* Problem details: When you reach the line with "pub struct LoansService" in the listing below, transcribe it and each line after it up to and including the line with "to a borrower", exactly and with nothing else.

[Exercise materials Boundary: Start]

use crate::error::{Error, Result};
use crate::models::RemoteStream;
use crate::transport::Transport;

pub const DEFAULT_PAGE_SIZE: usize = 1000;

/// Fetch every broadcast on the server by walking `/broadcasts/list/{offset}/{size}`
/// until a page comes back shorter than `page_size`.
///
/// Any failed page aborts the whole fetch; callers never see a partial list.
pub async fn fetch_all(transport: &dyn Transport, page_size: usize) -> Result<Vec<RemoteStream>> {
    if page_size == 0 {
        return Err(Error::invalid("page size must be positive"));
    }

    let mut streams = Vec::new();
    let mut offset = 0;

    loop {
        let path = format!("/broadcasts/list/{}/{}", offset, page_size);
        let page: Vec<RemoteStream> = transport.get(&path).await?.require(&path)?;
        let received = page.len();
        tracing::debug!("Page at offset {}: {} stream(s)", offset, received);

        streams.extend(page);
        if received < page_size {
            break;
        }
        offset += page_size;
    }

    tracing::info!("Fetched {} stream(s)", streams.len());
    Ok(streams)
}

#[cfg(test)]
mod tests {
    use super::*;
    use crate::transport::testing::ScriptedTransport;
    use serde_json::{json, Value};

    fn page(range: std::ops::Range<usize>) -> Value {
        Value::Array(
            range
                .map(|i| json!({"streamId": format!("s{}", i), "name": format!("N{}", i)}))
                .collect(),
        )
    }

    async fn fetch_paged(total: usize, page_size: usize) -> (Vec<RemoteStream>, usize) {
        let mut transport = ScriptedTransport::new();
        let mut start = 0;
        loop {
            let end = (start + page_size).min(total);
            transport = transport.reply(200, page(start..end));
            if end - start < page_size {
                break;
            }
            start = end;
        }
        let streams = fetch_all(&transport, page_size).await.unwrap();
        (streams, transport.calls().len())
    }

    #[tokio::test]
    async fn complete_regardless_of_remainder() {
        for (total, page_size) in [(0, 3), (1, 3), (3, 3), (7, 3), (9, 3), (10, 1)] {
            let (streams, calls) = fetch_paged(total, page_size).await;
            assert_eq!(streams.len(), total, "total={} page={}", total, page_size);
            assert_eq!(calls, total / page_size + 1);
            let ids: Vec<String> = streams.into_iter().map(|s| s.stream_id).collect();
            let expected: Vec<String> = (0..total).map(|i| format!("s{}", i)).collect();
            assert_eq!(ids, expected);
        }
    }

    #[tokio::test]
    async fn requests_advancing_offsets() {
        let transport = ScriptedTransport::new()
            .reply(200, page(0..2))
            .reply(200, page(2..3));
        fetch_all(&transport, 2).await.unwrap();
        let paths: Vec<String> = transport.calls().into_iter().map(|c| c.path).collect();
        assert_eq!(paths, ["/broadcasts/list/0/2", "/broadcasts/list/2/2"]);
    }

    #[tokio::test]
    async fn failure_on_later_page_aborts() {
        let transport = ScriptedTransport::new()
            .reply(200, page(0..2))
            .reply(500, json!({"message": "internal"}));
        let err = fetch_all(&transport, 2).await.unwrap_err();
        assert!(err.is_transport());
        assert!(matches!(err, Error::Status { status: 500, .. }));
    }

    #[tokio::test]
    async fn malformed_page_aborts() {
        let transport = ScriptedTransport::new().reply_raw(200, "not json");
        let err = fetch_all(&transport, 10).await.unwrap_err();
        assert!(matches!(err, Error::Decode { .. }));
    }

    #[tokio::test]
    async fn sparse_records_with_nulls_are_kept() {
        let transport = ScriptedTransport::new().reply(
            200,
            json!([
                {"streamId": "a1", "name": "A01"},
                {"streamId": "x9", "name": null, "hlsViewerCount": null, "webRTCViewerCount": null}
            ]),
        );
        let streams = fetch_all(&transport, 10).await.unwrap();
        let ids: Vec<&str> = streams.iter().map(|s| s.stream_id.as_str()).collect();
        assert_eq!(ids, ["a1", "x9"]);
        assert_eq!(streams[1].name, "");
        assert_eq!(streams[1].hls_viewer_count, 0);
    }

    #[tokio::test]
    async fn network_failure_aborts() {
        let transport = ScriptedTransport::new().unreachable();
        assert!(fetch_all(&transport, 10).await.unwrap_err().is_transport());
    }
}
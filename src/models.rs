use serde::{Deserialize, Deserializer, Serialize};
use serde_json::Value;
use std::collections::BTreeMap;

// --- Remote inventory models ---

#[derive(Debug, Clone, Copy, PartialEq, Eq, Hash, PartialOrd, Ord, Serialize, Deserialize)]
pub enum StreamType {
    #[serde(rename = "ipCamera")]
    IpCamera,
    #[serde(rename = "streamSource")]
    StreamSource,
    #[serde(rename = "liveStream")]
    LiveStream,
    #[serde(rename = "playlist")]
    Playlist,
    #[serde(other)]
    Other,
}

impl StreamType {
    pub fn as_str(&self) -> &'static str {
        match self {
            StreamType::IpCamera => "ipCamera",
            StreamType::StreamSource => "streamSource",
            StreamType::LiveStream => "liveStream",
            StreamType::Playlist => "playlist",
            StreamType::Other => "other",
        }
    }

    /// Stream types pulled from a camera or RTSP source, which expose the
    /// camera-error diagnostic.
    pub fn is_pulled(&self) -> bool {
        matches!(self, StreamType::IpCamera | StreamType::StreamSource)
    }
}

/// One broadcast as returned by the listing and detail endpoints.
#[derive(Debug, Clone, Serialize, Deserialize)]
#[serde(rename_all = "camelCase")]
pub struct RemoteStream {
    pub stream_id: String,
    #[serde(default, deserialize_with = "null_as_default")]
    pub name: String,
    #[serde(default, rename = "type")]
    pub stream_type: Option<StreamType>,
    #[serde(default)]
    pub status: Option<String>,
    #[serde(default)]
    pub ip_addr: Option<String>,
    #[serde(default)]
    pub stream_url: Option<String>,
    #[serde(default, deserialize_with = "null_as_default")]
    pub hls_viewer_count: u64,
    #[serde(
        default,
        rename = "webRTCViewerCount",
        deserialize_with = "null_as_default"
    )]
    pub webrtc_viewer_count: u64,
    #[serde(default, deserialize_with = "null_as_default")]
    pub rtmp_viewer_count: u64,
    #[serde(default, deserialize_with = "null_as_default")]
    pub dash_viewer_count: u64,
    /// Epoch milliseconds.
    #[serde(default)]
    pub start_time: Option<i64>,
    #[serde(flatten)]
    pub extra: BTreeMap<String, Value>,
}

impl RemoteStream {
    pub fn status_or_unknown(&self) -> &str {
        self.status.as_deref().unwrap_or("unknown")
    }

    pub fn type_or_unknown(&self) -> &str {
        self.stream_type.as_ref().map_or("unknown", StreamType::as_str)
    }
}

/// Servers send `null` for unset names and counters; treat it like a missing field.
fn null_as_default<'de, D, T>(deserializer: D) -> Result<T, D::Error>
where
    D: Deserializer<'de>,
    T: Default + Deserialize<'de>,
{
    Ok(Option::<T>::deserialize(deserializer)?.unwrap_or_default())
}

// --- Create payload ---

/// JSON body for `POST /broadcasts/create`.
#[derive(Debug, Clone, PartialEq, Serialize)]
#[serde(rename_all = "camelCase")]
pub struct StreamPayload {
    pub stream_id: String,
    pub name: String,
    #[serde(rename = "type")]
    pub stream_type: StreamType,
    #[serde(skip_serializing_if = "Option::is_none")]
    pub description: Option<String>,
    // Field name is misspelled on the server side.
    #[serde(rename = "originAdress", skip_serializing_if = "Option::is_none")]
    pub origin_address: Option<String>,
    #[serde(rename = "webRTCViewerLimit", skip_serializing_if = "Option::is_none")]
    pub webrtc_viewer_limit: Option<u32>,
    #[serde(skip_serializing_if = "Option::is_none")]
    pub meta_data: Option<String>,
    #[serde(skip_serializing_if = "Option::is_none")]
    pub ip_addr: Option<String>,
    #[serde(skip_serializing_if = "Option::is_none")]
    pub username: Option<String>,
    #[serde(skip_serializing_if = "Option::is_none")]
    pub password: Option<String>,
    #[serde(skip_serializing_if = "Option::is_none")]
    pub stream_url: Option<String>,
    #[serde(flatten)]
    pub defaults: Option<CameraDefaults>,
}

/// Fixed counters and playback flags sent with range-created cameras.
#[derive(Debug, Clone, PartialEq, Serialize)]
#[serde(rename_all = "camelCase")]
pub struct CameraDefaults {
    pub hls_viewer_count: u32,
    pub dash_viewer_count: u32,
    #[serde(rename = "webRTCViewerCount")]
    pub webrtc_viewer_count: u32,
    pub rtmp_viewer_count: u32,
    pub mp4_enabled: u32,
    pub playlist_loop_enabled: bool,
    pub auto_start_stop_enabled: bool,
    pub planned_start_date: i64,
    pub play_list_item_list: Vec<Value>,
}

impl Default for CameraDefaults {
    fn default() -> Self {
        Self {
            hls_viewer_count: 0,
            dash_viewer_count: 0,
            webrtc_viewer_count: 0,
            rtmp_viewer_count: 0,
            mp4_enabled: 0,
            playlist_loop_enabled: true,
            auto_start_stop_enabled: false,
            planned_start_date: 0,
            play_list_item_list: Vec::new(),
        }
    }
}

// --- Diagnostics models ---

#[derive(Debug, Clone, Default, Deserialize)]
#[serde(rename_all = "camelCase")]
pub struct VersionInfo {
    #[serde(default)]
    pub version_name: Option<String>,
    #[serde(default)]
    pub version_type: Option<String>,
    #[serde(default)]
    pub build_number: Option<String>,
}

#[derive(Debug, Clone, Default, Deserialize)]
pub struct LiveStreamCount {
    #[serde(default)]
    pub number: u64,
}

#[derive(Debug, Clone, Default, PartialEq, Eq, Deserialize)]
#[serde(rename_all = "camelCase")]
pub struct BroadcastStatistics {
    #[serde(default, rename = "totalHLSWatchersCount")]
    pub hls: i64,
    #[serde(default, rename = "totalWebRTCWatchersCount")]
    pub webrtc: i64,
    #[serde(default, rename = "totalRTMPWatchersCount")]
    pub rtmp: i64,
    #[serde(default, rename = "totalDASHWatchersCount")]
    pub dash: i64,
}
//! Camera addressing for the numeric-range workflow.
//!
//! Cameras live on `192.168.<subnet>.0/24` and are numbered per site. The
//! numbering blocks do not line up with the host octets, so each subnet has
//! its own hand-maintained offset.

use crate::error::{Error, Result};

/// Last octet of the camera IP for `numeric_id` on `subnet`.
pub fn last_octet(subnet: u8, numeric_id: u32) -> Result<u32> {
    let octet = match subnet {
        11 => numeric_id,
        12 => offset(numeric_id, 200)?,
        14 | 15 => offset(numeric_id, 300)?,
        13 => {
            if numeric_id > 400 {
                numeric_id - 400
            } else if numeric_id > 300 {
                numeric_id - 300
            } else {
                numeric_id
            }
        }
        other => return Err(Error::UnsupportedSubnet(other)),
    };
    Ok(octet)
}

fn offset(numeric_id: u32, base: u32) -> Result<u32> {
    numeric_id.checked_sub(base).ok_or_else(|| {
        Error::invalid(format!(
            "camera id {} is below the block base {}",
            numeric_id, base
        ))
    })
}

/// Full camera IP, e.g. `192.168.13.50`.
pub fn camera_ip(subnet: u8, numeric_id: u32) -> Result<String> {
    let octet = last_octet(subnet, numeric_id)?;
    if octet > 255 {
        return Err(Error::invalid(format!(
            "camera id {} maps outside subnet {} (octet {})",
            numeric_id, subnet, octet
        )));
    }
    Ok(format!("192.168.{}.{}", subnet, octet))
}

/// Stream name for a camera slot: the zone followed by the id, with a leading
/// zero for ids up to and including 100.
pub fn camera_name(zone: &str, numeric_id: u32) -> String {
    if numeric_id > 100 {
        format!("{}{}", zone, numeric_id)
    } else {
        format!("{}0{}", zone, numeric_id)
    }
}
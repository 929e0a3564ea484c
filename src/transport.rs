//! REST transport to one media server.
//!
//! Every call returns the raw status and body; deciding whether a non-2xx
//! status is fatal belongs to the caller. Only network-level failures are
//! errors here.

use crate::config::ServerProfile;
use crate::error::{Error, Result};
use async_trait::async_trait;
use reqwest::{Client, Method};
use serde::de::DeserializeOwned;
use serde_json::Value;
use std::time::Duration;

pub const DEFAULT_TIMEOUT_SECS: u64 = 30;

#[derive(Debug, Clone, PartialEq, Eq)]
pub struct ApiResponse {
    pub status: u16,
    pub body: String,
}

impl ApiResponse {
    pub fn new(status: u16, body: impl Into<String>) -> Self {
        Self {
            status,
            body: body.into(),
        }
    }

    pub fn json_ok(body: &Value) -> Self {
        Self::new(200, body.to_string())
    }

    pub fn is_success(&self) -> bool {
        (200..300).contains(&self.status)
    }

    pub fn json<T: DeserializeOwned>(&self) -> std::result::Result<T, serde_json::Error> {
        serde_json::from_str(&self.body)
    }

    /// Parses the body of a call whose success is required, mapping non-2xx
    /// and decode failures to transport errors.
    pub fn require<T: DeserializeOwned>(&self, path: &str) -> Result<T> {
        if !self.is_success() {
            return Err(Error::Status {
                path: path.to_string(),
                status: self.status,
            });
        }
        self.json().map_err(|source| Error::Decode {
            path: path.to_string(),
            source,
        })
    }
}

#[async_trait]
pub trait Transport: Send + Sync {
    async fn get(&self, path: &str) -> Result<ApiResponse>;
    async fn post(&self, path: &str, body: Option<&Value>) -> Result<ApiResponse>;
    async fn delete(&self, path: &str) -> Result<ApiResponse>;
}

/// `reqwest`-backed transport bound to a profile's base URL.
#[derive(Debug, Clone)]
pub struct HttpTransport {
    client: Client,
    base_url: String,
}

impl HttpTransport {
    pub fn new(profile: &ServerProfile, timeout: Duration) -> Result<Self> {
        let client = Client::builder()
            .timeout(timeout)
            .build()
            .map_err(|source| Error::Http {
                path: profile.api_url.clone(),
                source,
            })?;
        Ok(Self::with_client(client, &profile.api_url))
    }

    pub fn with_client(client: Client, base_url: &str) -> Self {
        Self {
            client,
            base_url: base_url.trim_end_matches('/').to_string(),
        }
    }

    pub fn base_url(&self) -> &str {
        &self.base_url
    }

    async fn send(&self, method: Method, path: &str, body: Option<&Value>) -> Result<ApiResponse> {
        let url = format!("{}{}", self.base_url, path);
        tracing::debug!("{} {}", method, url);

        let mut request = self.client.request(method, &url);
        if let Some(body) = body {
            request = request.json(body);
        }

        let response = request.send().await.map_err(|source| Error::Http {
            path: path.to_string(),
            source,
        })?;
        let status = response.status().as_u16();
        let body = response.text().await.map_err(|source| Error::Http {
            path: path.to_string(),
            source,
        })?;

        tracing::debug!("{} -> HTTP {} ({} bytes)", path, status, body.len());
        Ok(ApiResponse { status, body })
    }
}

#[async_trait]
impl Transport for HttpTransport {
    async fn get(&self, path: &str) -> Result<ApiResponse> {
        self.send(Method::GET, path, None).await
    }

    async fn post(&self, path: &str, body: Option<&Value>) -> Result<ApiResponse> {
        self.send(Method::POST, path, body).await
    }

    async fn delete(&self, path: &str) -> Result<ApiResponse> {
        self.send(Method::DELETE, path, None).await
    }
}
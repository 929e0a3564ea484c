//! Interpretation of the server's response envelopes.
//!
//! Lifecycle calls (start/stop) answer with a result envelope whose `success`
//! flag is the verdict. Create and delete echo the broadcast back, so the
//! presence of `streamId` is the verdict. The camera-error check reuses the
//! `success` name with the opposite meaning and has its own type that does
//! not implement [`Envelope`].

use crate::transport::ApiResponse;
use serde::de::DeserializeOwned;
use serde::Deserialize;

const UNKNOWN_ERROR: &str = "Unknown error";

#[derive(Debug, Clone, PartialEq, Eq)]
pub struct Verdict {
    pub success: bool,
    pub message: String,
}

impl Verdict {
    pub fn ok() -> Self {
        Self {
            success: true,
            message: String::new(),
        }
    }

    pub fn failed(message: impl Into<String>) -> Self {
        Self {
            success: false,
            message: message.into(),
        }
    }
}

/// A response body shape that carries a success/failure verdict.
pub trait Envelope: DeserializeOwned {
    fn verdict(self) -> Verdict;

    fn classify(response: &ApiResponse) -> Verdict {
        if !response.is_success() {
            return Verdict::failed(format!("HTTP {}", response.status));
        }
        match response.json::<Self>() {
            Ok(envelope) => envelope.verdict(),
            Err(e) => Verdict::failed(format!("invalid response body: {}", e)),
        }
    }
}

/// `{success, message}` returned by start and stop.
#[derive(Debug, Clone, Default, Deserialize)]
pub struct ResultEnvelope {
    #[serde(default)]
    pub success: bool,
    #[serde(default)]
    pub message: Option<String>,
}

impl Envelope for ResultEnvelope {
    fn verdict(self) -> Verdict {
        if self.success {
            Verdict::ok()
        } else {
            Verdict::failed(self.message.unwrap_or_else(|| UNKNOWN_ERROR.to_string()))
        }
    }
}

/// Broadcast echo returned by create and delete.
#[derive(Debug, Clone, Default, Deserialize)]
#[serde(rename_all = "camelCase")]
pub struct ResourceEnvelope {
    #[serde(default)]
    pub stream_id: Option<String>,
    #[serde(default)]
    pub message: Option<String>,
}

impl Envelope for ResourceEnvelope {
    fn verdict(self) -> Verdict {
        match self.stream_id {
            Some(id) if !id.is_empty() => Verdict::ok(),
            _ => Verdict::failed(self.message.unwrap_or_else(|| UNKNOWN_ERROR.to_string())),
        }
    }
}

/// Body of `GET /broadcasts/{id}/ip-camera-error`.
///
/// `success: true` means an error *was found* for the camera.
#[derive(Debug, Clone, Default, Deserialize)]
pub struct CameraErrorEnvelope {
    #[serde(default)]
    success: bool,
    #[serde(default)]
    message: Option<String>,
}

#[derive(Debug, Clone, PartialEq, Eq)]
pub enum CameraHealth {
    Healthy,
    Fault(String),
}

impl CameraErrorEnvelope {
    pub fn health(self) -> CameraHealth {
        if self.success {
            CameraHealth::Fault(self.message.unwrap_or_else(|| "N/A".to_string()))
        } else {
            CameraHealth::Healthy
        }
    }
}
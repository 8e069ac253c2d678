//! Loan management service: lend, renew and return copies

use std::sync::Arc;

use chrono::NaiveDate;
use uuid::Uuid;

use crate::{
    circulation::{renewal, LoanAction, LoanState},
    error::{AppError, AppResult},
    models::copy::{BookCopy, LendCopy, RenewalProposal},
    repository::CopyStore,
};

#[derive(Clone)]
pub struct LoansService {
    store: Arc<dyn CopyStore>,
}

impl LoansService {
    pub fn new(store: Arc<dyn CopyStore>) -> Self {
        Self { store }
    }

    /// Lend a copy to a borrower
    pub async fn lend(&self, copy_id: Uuid, request: &LendCopy, today: NaiveDate) -> AppResult<BookCopy> {
        if !self.store.borrower_exists(request.borrower_id).await? {
            return Err(AppError::NotFound(format!(
                "User with id {} not found",
                request.borrower_id
            )));
        }

        let copy = self.store.get_copy(copy_id).await?;
        let next = copy
            .loan_state()
            .lend(request.borrower_id, request.due_back, today)?;
        self.apply(copy, next, LoanAction::Lend).await
    }

    /// Move the due-back date of a copy on loan
    pub async fn renew(&self, copy_id: Uuid, proposed: NaiveDate, today: NaiveDate) -> AppResult<BookCopy> {
        let copy = self.store.get_copy(copy_id).await?;
        let next = copy.loan_state().renew(proposed, today)?;
        self.apply(copy, next, LoanAction::Renew).await
    }

    /// Mark a copy on loan as returned
    pub async fn mark_returned(&self, copy_id: Uuid) -> AppResult<BookCopy> {
        let copy = self.store.get_copy(copy_id).await?;
        let next = copy.loan_state().mark_returned()?;
        self.apply(copy, next, LoanAction::Return).await
    }

    /// Copy plus the suggested renewal date
    pub async fn renewal_proposal(&self, copy_id: Uuid, today: NaiveDate) -> AppResult<RenewalProposal> {
        let copy = self.store.get_copy(copy_id).await?;
        Ok(RenewalProposal {
            is_overdue: copy.is_overdue(today),
            copy,
            proposed_due_back: renewal::proposed_date(today),
            latest_due_back: renewal::latest_allowed(today),
        })
    }

    /// Write `next` only if the copy still holds the state it was read with
    async fn apply(&self, copy: BookCopy, next: LoanState, action: LoanAction) -> AppResult<BookCopy> {
        next.check_consistent()?;

        match self.store.compare_and_set(copy.id, copy.loan_state(), next).await? {
            Some(updated) => {
                tracing::info!(
                    copy_id = %updated.id,
                    %action,
                    status = %updated.status,
                    due_back = ?updated.due_back,
                    "Copy loan state changed"
                );
                Ok(updated)
            }
            None => {
                tracing::warn!(copy_id = %copy.id, %action, "Copy changed concurrently");
                Err(AppError::Conflict(format!(
                    "Copy {} was modified by another request, reload it and retry",
                    copy.id
                )))
            }
        }
    }
}
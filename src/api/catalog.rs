//! Catalog home endpoint

use axum::{extract::State, Json};

use crate::{error::AppResult, services::catalog::CatalogSummary, AppState};

/// Counts of books, copies and authors, and the genre list
#[utoipa::path(
    get,
    path = "/catalog/summary",
    tag = "catalog",
    responses(
        (status = 200, description = "Catalog summary", body = CatalogSummary)
    )
)]
pub async fn get_summary(State(state): State<AppState>) -> AppResult<Json<CatalogSummary>> {
    let summary = state.services.catalog.summary().await?;
    Ok(Json(summary))
}
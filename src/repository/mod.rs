//! Repository layer for database operations

pub mod authors;
pub mod books;
pub mod copies;
pub mod genres;
pub mod languages;
pub mod users;

use sqlx::{Pool, Postgres};

pub use copies::CopyStore;

/// Main repository struct holding database connection pool
#[derive(Clone)]
pub struct Repository {
    pub pool: Pool<Postgres>,
    pub authors: authors::AuthorsRepository,
    pub books: books::BooksRepository,
    pub copies: copies::CopiesRepository,
    pub genres: genres::GenresRepository,
    pub languages: languages::LanguagesRepository,
    pub users: users::UsersRepository,
}

impl Repository {
    /// Create a new repository with the given database pool
    pub fn new(pool: Pool<Postgres>) -> Self {
        Self {
            authors: authors::AuthorsRepository::new(pool.clone()),
            books: books::BooksRepository::new(pool.clone()),
            copies: copies::CopiesRepository::new(pool.clone()),
            genres: genres::GenresRepository::new(pool.clone()),
            languages: languages::LanguagesRepository::new(pool.clone()),
            users: users::UsersRepository::new(pool.clone()),
            pool,
        }
    }

    /// Round-trip to the database, used by the readiness probe
    pub async fn ping(&self) -> crate::error::AppResult<()> {
        sqlx::query("SELECT 1").execute(&self.pool).await?;
        Ok(())
    }
}
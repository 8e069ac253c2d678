//! Book endpoints

use axum::{
    extract::{Path, Query, State},
    http::StatusCode,
    Json,
};

use crate::{
    error::AppResult,
    models::{Book, BookDetails, BookInput, BookPage, PageQuery, Permission},
    AppState,
};

use super::{today, AuthenticatedUser};

/// List books ordered by title, 10 per page
#[utoipa::path(
    get,
    path = "/books",
    tag = "books",
    params(PageQuery),
    responses(
        (status = 200, description = "Page of books", body = BookPage)
    )
)]
pub async fn list_books(
    State(state): State<AppState>,
    Query(query): Query<PageQuery>,
) -> AppResult<Json<BookPage>> {
    let page = state.services.catalog.list_books(query).await?;
    Ok(Json(page))
}

/// Get book details with author, language, genres and copies
#[utoipa::path(
    get,
    path = "/books/{id}",
    tag = "books",
    params(("id" = i32, Path, description = "Book ID")),
    responses(
        (status = 200, description = "Book details", body = BookDetails),
        (status = 404, description = "Book not found")
    )
)]
pub async fn get_book(State(state): State<AppState>, Path(id): Path<i32>) -> AppResult<Json<BookDetails>> {
    let book = state.services.catalog.get_book(id, today()).await?;
    Ok(Json(book))
}

/// Create a book
#[utoipa::path(
    post,
    path = "/books",
    tag = "books",
    security(("bearer_auth" = [])),
    request_body = BookInput,
    responses(
        (status = 201, description = "Book created", body = Book),
        (status = 400, description = "Invalid input"),
        (status = 403, description = "Missing can_edit_books"),
        (status = 404, description = "Author, language or genre not found")
    )
)]
pub async fn create_book(
    State(state): State<AppState>,
    AuthenticatedUser(claims): AuthenticatedUser,
    Json(data): Json<BookInput>,
) -> AppResult<(StatusCode, Json<Book>)> {
    claims.require(Permission::CanEditBooks)?;

    let book = state.services.catalog.create_book(data).await?;
    Ok((StatusCode::CREATED, Json(book)))
}

/// Replace a book's fields and genres
#[utoipa::path(
    put,
    path = "/books/{id}",
    tag = "books",
    security(("bearer_auth" = [])),
    params(("id" = i32, Path, description = "Book ID")),
    request_body = BookInput,
    responses(
        (status = 200, description = "Book updated", body = Book),
        (status = 400, description = "Invalid input"),
        (status = 403, description = "Missing can_edit_books"),
        (status = 404, description = "Book or referenced entity not found")
    )
)]
pub async fn update_book(
    State(state): State<AppState>,
    AuthenticatedUser(claims): AuthenticatedUser,
    Path(id): Path<i32>,
    Json(data): Json<BookInput>,
) -> AppResult<Json<Book>> {
    claims.require(Permission::CanEditBooks)?;

    let book = state.services.catalog.update_book(id, data).await?;
    Ok(Json(book))
}

/// Delete a book and all of its copies
#[utoipa::path(
    delete,
    path = "/books/{id}",
    tag = "books",
    security(("bearer_auth" = [])),
    params(("id" = i32, Path, description = "Book ID")),
    responses(
        (status = 204, description = "Book deleted"),
        (status = 403, description = "Missing can_edit_books"),
        (status = 404, description = "Book not found")
    )
)]
pub async fn delete_book(
    State(state): State<AppState>,
    AuthenticatedUser(claims): AuthenticatedUser,
    Path(id): Path<i32>,
) -> AppResult<StatusCode> {
    claims.require(Permission::CanEditBooks)?;

    state.services.catalog.delete_book(id).await?;
    Ok(StatusCode::NO_CONTENT)
}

[Exercise materials Boundary: End]

* Answer space:
pub struct LoansService {
    store: Arc<dyn CopyStore>,
}

impl LoansService {
    pub fn new(store: Arc<dyn CopyStore>) -> Self {
        Self { store }
    }

    /// Lend a copy to a borrower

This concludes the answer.